Article publié le 17 août 2016 sur le compte LinkedIn de l’auteur
Je présente dans ce deuxième article (le 1er article peut être lu ici) mon point de vue et mes propositions qui restent subjectifs et qui sont inspirées de mon humble expérience étant ancien président d’une association d’ingénieurs (l’AIENSIAS), ancien président du comité administratif du SNIM et membre de l’UNIM congressiste lors du 6ème congrès de celle ci. J’ai également eu des contacts avec les ordres dans d’autres pays comme le Canada et l’Arabie Saoudite.
De part cette expérience je dois dire que pour réussir toute stratégie en vue de l’organisation du métier et la construction de l’ordre on doit d’abord passer par l’unification des efforts et l’abnégation au delà et au dessus de toute appartenance politique ou idéologique. Je ne parle pas ici de l’unification organisationnelle qui est difficile et restera un voeux pieux mais l’unification dans l’action sur les sujets de consensus. Ceci est valable pour l’UNIM et le SNIM mais également pour les associations de lauréats et les autres association d’ingénieurs.

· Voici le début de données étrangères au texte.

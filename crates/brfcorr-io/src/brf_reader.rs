//! Reader for fitted barometric response function files.

use std::io::Read;
use std::path::{Path, PathBuf};

use brfcorr_core::BarometricResponse;
use tracing::{debug, instrument};

use crate::reader::{parse_cell, skip_preamble};
use crate::IoError;

/// Number of metadata lines preceding the coefficient table header.
pub const BRF_HEADER_ROW: usize = 14;

/// Reads one station's BRF export.
///
/// Expected CSV format:
/// - [`BRF_HEADER_ROW`] lines of well metadata (skipped, blank lines included)
/// - Header row containing at least `A` and `B` columns, in any position
/// - One row per lag `0..=N`; empty and `nan` cells read as NaN and are
///   zeroed by [`BarometricResponse::new`]
/// - A blank line inside the table is a lag whose coefficients are both
///   missing; blank lines after the last row are ignored
///
/// # Errors
///
/// | Variant | Condition |
/// |---|---|
/// | [`IoError::FileNotFound`] | File doesn't exist or is unreadable |
/// | [`IoError::CsvParse`] | Malformed CSV record |
/// | [`IoError::MissingColumn`] | No `A` or no `B` column in the header |
/// | [`IoError::EmptyDataset`] | Zero coefficient rows |
/// | [`IoError::InvalidValue`] | Coefficient cell is not a float |
pub struct BrfReader {
    path: PathBuf,
}

impl BrfReader {
    /// Create a new reader for the given BRF file path.
    pub fn new(path: &Path) -> Self {
        Self {
            path: path.to_path_buf(),
        }
    }

    /// Read the `A` and `B` columns into a [`BarometricResponse`].
    #[instrument(skip(self), fields(path = %self.path.display()))]
    pub fn read(&self) -> Result<BarometricResponse, IoError> {
        let table = self.coefficient_table()?;
        let mut rdr = csv::ReaderBuilder::new()
            .has_headers(true)
            .flexible(true)
            .from_reader(table.as_bytes());

        let header = rdr
            .headers()
            .map_err(|e| IoError::csv_parse(&self.path, e))?
            .clone();
        let col_a = self.find_column(&header, "A")?;
        let col_b = self.find_column(&header, "B")?;

        let mut a = Vec::new();
        let mut b = Vec::new();
        for (row_index, result) in rdr.records().enumerate() {
            let record = result.map_err(|e| IoError::csv_parse(&self.path, e))?;
            a.push(self.coefficient(&record, row_index, col_a, "A")?);
            b.push(self.coefficient(&record, row_index, col_b, "B")?);
        }

        if a.is_empty() {
            return Err(IoError::EmptyDataset {
                path: self.path.clone(),
            });
        }

        let brf = BarometricResponse::new(a, b).map_err(|e| IoError::InvalidResponse {
            path: self.path.clone(),
            source: e,
        })?;
        debug!(max_lag = brf.max_lag(), "response function loaded");
        Ok(brf)
    }

    /// Text after the metadata block, with interior blank lines kept as
    /// empty records so that every lag keeps its row.
    fn coefficient_table(&self) -> Result<String, IoError> {
        let mut text = String::new();
        skip_preamble(&self.path, BRF_HEADER_ROW)?
            .read_to_string(&mut text)
            .map_err(|e| IoError::FileNotFound {
                path: self.path.clone(),
                source: e,
            })?;

        let lines: Vec<&str> = text.lines().collect();
        let n_lines = lines
            .iter()
            .rposition(|l| !l.trim().is_empty())
            .map_or(0, |i| i + 1);
        let mut table = String::with_capacity(text.len());
        for line in &lines[..n_lines] {
            table.push_str(if line.trim().is_empty() { "," } else { line });
            table.push('\n');
        }
        Ok(table)
    }

    fn find_column(&self, header: &csv::StringRecord, name: &'static str) -> Result<usize, IoError> {
        header
            .iter()
            .position(|h| h.trim() == name)
            .ok_or_else(|| IoError::MissingColumn {
                path: self.path.clone(),
                column: name,
            })
    }

    fn coefficient(
        &self,
        record: &csv::StringRecord,
        row_index: usize,
        col: usize,
        name: &str,
    ) -> Result<f64, IoError> {
        let raw = record.get(col).unwrap_or("");
        parse_cell(raw).ok_or_else(|| IoError::InvalidValue {
            path: self.path.clone(),
            row_index,
            column: name.to_string(),
            raw: raw.to_string(),
        })
    }
}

Pourquoi a-t-on besoin d’un ordre pour les ingénieurs?
Avant d’avancer dans les détails des principes et proposition je reviens sur le pourquoi de l’ordre. Plusieurs avis négatifs sont émis par rapport à l’organisation du métier et qui puisent souvent dans les arguments suivants:
- L’ordre n’a d’intérêt que pour les professions libérales (tels que les médecins, pharmaciens, architectes ou topographes…etc) puisque ces métiers ne sont pas régis par des statuts existants (Statut de la fonction publique ou code de travail)
- Un ordre est une manière de limiter le nombre de personnes qui accèdent au titre d’ingénieurs en installant un corporatisme qui va à l’encontre des ambitions des jeunes et du pays et qui est contradictoire avec les principes d’égalité et de liberté.
- L’ordre va dans le sens de la revendication et du contrôle sachant que l’économie marocaine a besoin d’ingénieurs actifs et productifs et pas d’ingénieurs syndicalisés
- La pratique d’ingénierie au Maroc est différente des autres pays notamment anglophone ou plus développés et donc il ne faut pas se référer à eux.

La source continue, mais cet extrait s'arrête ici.